“This is my personal opinion, and I feel it very strongly,” says Dr. Dan Hurnik, Industry Chair for Swine Research at the Atlantic Veterinary College at UPEI. “We have a responsibility as researchers to create knowledge. I think that knowledge should first help the people and industry of this region.”
The pork industry on Prince Edward Island has suffered in the last few years for a number of reasons. Canada’s dollar has increased in value, making our pork more expensive for international trade. Cost of production is higher in the Maritimes than in other parts of the country, mostly due to the high price of shipping both feed and pork. The global recession also hit at a time when unfounded fears about swine flu made consumers avoid pork.
“The last pork-processing facility on PEI closed about two years ago,” adds Hurnik. “These are tough days for pork farmers.”
Tough days, but the industry goes on. While export of pork products as food has all but vanished, the Island’s export of breeding stock has increased. Much of that can be attributed to research done at AVC.
“We’ve developed a monitoring system for the health status of Island pigs,” says Hurnik. “It began more than ten years ago when we performed an Island-wide survey of the herd. We found we could make a number of claims that make us stand out, including the fact that we’re free of a couple of diseases that affect pigs in the rest of the country. And, as an Island, we can create guidelines to keep it that way.”
Many of the Island’s sales of breeding stock go to Russia, where Hurnik says the industry is hungry for the strong genetic lines our pigs can boast.

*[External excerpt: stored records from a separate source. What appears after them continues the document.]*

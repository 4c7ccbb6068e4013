//! Error envelope shared by the platform's REST APIs.
//!
//! ```json
//! {"error": {"code": 404, "message": "...", "status": "NOT_FOUND", "details": [...]}}
//! ```

use reqwest::StatusCode;
use serde::Deserialize;

#[derive(Debug, Default, Deserialize)]
struct ErrorEnvelope {
    #[serde(default)]
    error: ApiError,
}

/// Decoded `error` object of a failed call.
#[derive(Debug, Default, Deserialize)]
pub(crate) struct ApiError {
    #[serde(default)]
    pub(crate) code: u16,
    #[serde(default)]
    pub(crate) message: String,
    /// Canonical status name, e.g. `NOT_FOUND`.
    #[serde(default)]
    pub(crate) status: String,
    #[serde(default)]
    pub(crate) details: Vec<serde_json::Value>,
}

impl ApiError {
    /// Parse an error body. Bodies that are not the JSON envelope keep their
    /// text as the message.
    pub(crate) fn parse(status: StatusCode, body: &str) -> Self {
        let mut error = serde_json::from_str::<ErrorEnvelope>(body)
            .map(|envelope| envelope.error)
            .unwrap_or_else(|_| ApiError {
                message: body.trim().to_string(),
                ..ApiError::default()
            });
        if error.code == 0 {
            error.code = status.as_u16();
        }
        if error.message.is_empty() {
            error.message = status
                .canonical_reason()
                .unwrap_or("unknown error")
                .to_string();
        }
        error
    }

    /// `errorCode` of the first detail whose `@type` ends with `type_suffix`.
    pub(crate) fn detail_code(&self, type_suffix: &str) -> Option<&str> {
        self.details
            .iter()
            .filter(|d| {
                d.get("@type")
                    .and_then(serde_json::Value::as_str)
                    .is_some_and(|t| t.ends_with(type_suffix))
            })
            .find_map(|d| d.get("errorCode").and_then(serde_json::Value::as_str))
    }
}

“Russia used to supply most of its own pork from its own farms,” explains Hurnik. “When communism fell, imports of meat products to Russia skyrocketed. In the last few years, the country has become much more concerned about its long-term food security, and has imposed tariffs on imports. To rebuild the domestic herd, the Russians need genetically strong breeding stock.”
Hurnik explains this new market of breeding stock will never replace what was lost in PEI’s meat production. But, he says, building up this side of the industry can only help meat production.
“You go to your local supermarket today, and meat is pretty generic. You don’t know where it comes from. You don’t know how it was raised,” says Hurnik. “Well, some people care about that information now. I don’t think we’re too far from a time when people demand locally grown meat. Especially if you can show some sort of health benefit about the pork itself.”
For this reason, says Hurnik, he is hopeful about the future of the pork industry on the Island.